Invoke Tasks: Configure Task Runner from the command palette.

This will create a tasks.json file in your workspace's .vscode folder. Replace the contents of this file with:

{
	"version": "0.1.0",
	"command": "go",
	"isShellCommand": true,
	"showOutput": "silent",
	"tasks": [
		{
			"taskName": "install",
			"args": [ "-v", "./..."],
			"isBuildCommand": true
		},
		{
			"taskName": "test",
			"args": [ "-v", "./..."],
			"isTestCommand": true
		}
	]
}
{
	"version": "2.0.0",	
	"type": "shell",	
	"echoCommand": true,
	"cwd": "${workspaceFolder}",
	"tasks": [
		{
			"label": "rungo",
			"command": "go run ${file}",
			"group": {
				"kind": "build",
				"isDefault": true
			}
		},		
	]
}

You can now invoke ctrl/cmd+shift+b to run go install -v ./... and report results in the output window, or ctrl/cmd+shift+t to run go test -v ./....

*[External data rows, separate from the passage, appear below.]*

//! Platform roles and the static role-to-permission mapping.

use std::fmt;
use std::str::FromStr;

use serde::{Deserialize, Serialize};

use crate::catalog::Permissions;
use crate::error::AccessError;

/// Platform role.
///
/// Every signed-in user has exactly one role, supplied by the session
/// collaborator as a lowercase tag. The set is closed; the mapping to
/// permissions is fixed at compile time and never mutated at runtime.
#[derive(Debug, Clone, Copy, PartialEq, Eq, Hash, Serialize, Deserialize)]
#[serde(rename_all = "lowercase")]
pub enum Role {
    /// Platform operator with every permission.
    Admin,
    /// Company dashboard owner managing a workforce.
    Company,
    /// HR consultant working client engagements.
    Consultant,
    /// Employee of a company on the platform.
    Employee,
    /// Signed-up individual without a company seat.
    User,
}

impl Role {
    /// Resolve a lowercase role tag to a role.
    ///
    /// Returns `None` for anything outside the closed set. The permission
    /// gate turns that into the empty grant; boundaries that should reject
    /// outright use the strict [`FromStr`] impl instead.
    ///
    /// # Examples
    ///
    /// ```
    /// use mw_access::Role;
    ///
    /// assert_eq!(Role::parse("employee"), Some(Role::Employee));
    /// assert_eq!(Role::parse("superuser"), None);
    /// ```
    #[must_use]
    pub fn parse(tag: &str) -> Option<Self> {
        match tag {
            "admin" => Some(Self::Admin),
            "company" => Some(Self::Company),
            "consultant" => Some(Self::Consultant),
            "employee" => Some(Self::Employee),
            "user" => Some(Self::User),
            _ => None,
        }
    }

    /// Returns the lowercase tag used on the wire and in session payloads.
    #[must_use]
    pub const fn as_str(self) -> &'static str {
        match self {
            Self::Admin => "admin",
            Self::Company => "company",
            Self::Consultant => "consultant",
            Self::Employee => "employee",
            Self::User => "user",
        }
    }

    /// Returns all roles as a slice.
    ///
    /// Useful for iteration and golden-table validation.
    #[must_use]
    pub const fn all() -> &'static [Self] {
        &[
            Self::Admin,
            Self::Company,
            Self::Consultant,
            Self::Employee,
            Self::User,
        ]
    }

    /// The static permission set for this role.
    ///
    /// Total over the role set: every role has an entry, and `admin` holds
    /// every permission in the catalog.
    ///
    /// # Examples
    ///
    /// ```
    /// use mw_access::{Permissions, Role};
    ///
    /// assert!(Role::Employee.permissions().has(Permissions::LEAVES_REQUEST));
    /// assert!(!Role::Employee.permissions().has(Permissions::PAYROLL_MANAGE));
    /// ```
    #[must_use]
    pub const fn permissions(self) -> Permissions {
        match self {
            Self::Admin => Permissions::all(),
            Self::Company => Permissions::COMPANY_DEFAULT,
            Self::Consultant => Permissions::CONSULTANT_DEFAULT,
            Self::Employee => Permissions::EMPLOYEE_DEFAULT,
            Self::User => Permissions::USER_DEFAULT,
        }
    }
}

impl fmt::Display for Role {
    fn fmt(&self, f: &mut fmt::Formatter<'_>) -> fmt::Result {
        f.write_str(self.as_str())
    }
}

impl FromStr for Role {
    type Err = AccessError;

    fn from_str(tag: &str) -> Result<Self, Self::Err> {
        Self::parse(tag).ok_or_else(|| AccessError::UnknownRole(tag.to_owned()))
    }
}

#[cfg(test)]
mod tests {
    use super::*;

    #[test]
    fn test_parse_round_trips_every_role() {
        for role in Role::all() {
            assert_eq!(Role::parse(role.as_str()), Some(*role));
        }
    }

    #[test]
    fn test_parse_is_exact_match_only() {
        assert_eq!(Role::parse("Admin"), None);
        assert_eq!(Role::parse("ADMIN"), None);
        assert_eq!(Role::parse(" admin"), None);
        assert_eq!(Role::parse(""), None);
    }

    #[test]
    fn test_from_str_rejects_unknown_roles() {
        let err = "superuser".parse::<Role>().unwrap_err();
        assert_eq!(err, AccessError::UnknownRole("superuser".to_owned()));
    }

    #[test]
    fn test_admin_permissions_superset_of_every_role() {
        let admin = Role::Admin.permissions();
        for role in Role::all() {
            assert!(
                admin.has(role.permissions()),
                "admin should cover {role} permissions"
            );
        }
    }

    #[test]
    fn test_only_admin_holds_reserved_permissions() {
        for role in Role::all() {
            let expected = matches!(role, Role::Admin);
            assert_eq!(
                !role.permissions().validate_for_tenant(),
                expected,
                "{role} reserved-permission check"
            );
        }
    }

    #[test]
    fn test_serde_uses_lowercase_tags() {
        let json = serde_json::to_string(&Role::Consultant).unwrap();
        assert_eq!(json, "\"consultant\"");

        let role: Role = serde_json::from_str("\"company\"").unwrap();
        assert_eq!(role, Role::Company);
    }

    #[test]
    fn test_display_matches_wire_tag() {
        assert_eq!(Role::Employee.to_string(), "employee");
    }
}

You can use this same technique to invoke other build and test tools. For example, to invoke makefile targets if your build is defined in a makefile, or to invoke tools like go generate.

More on configuring tasks in VS Code can be found at https://code.visualstudio.com/docs/editor/tasks.

You can define a specific task to run only some tests:

{
    "version": "0.1.0",
    "command": "go",
    "isShellCommand": true,
    "showOutput": "silent",
    "suppressTaskName": true,
    "tasks": [
        {
            "taskName": "Full test suite",
            "args": [ "test", "v", "./..."]
        },
        {
            "taskName": "Blog User test suite",
            "args": [ "test", "./...", "-test.v", "-test.run", "User"]
        }
    ]
}

The above task would run all tests with User in their name.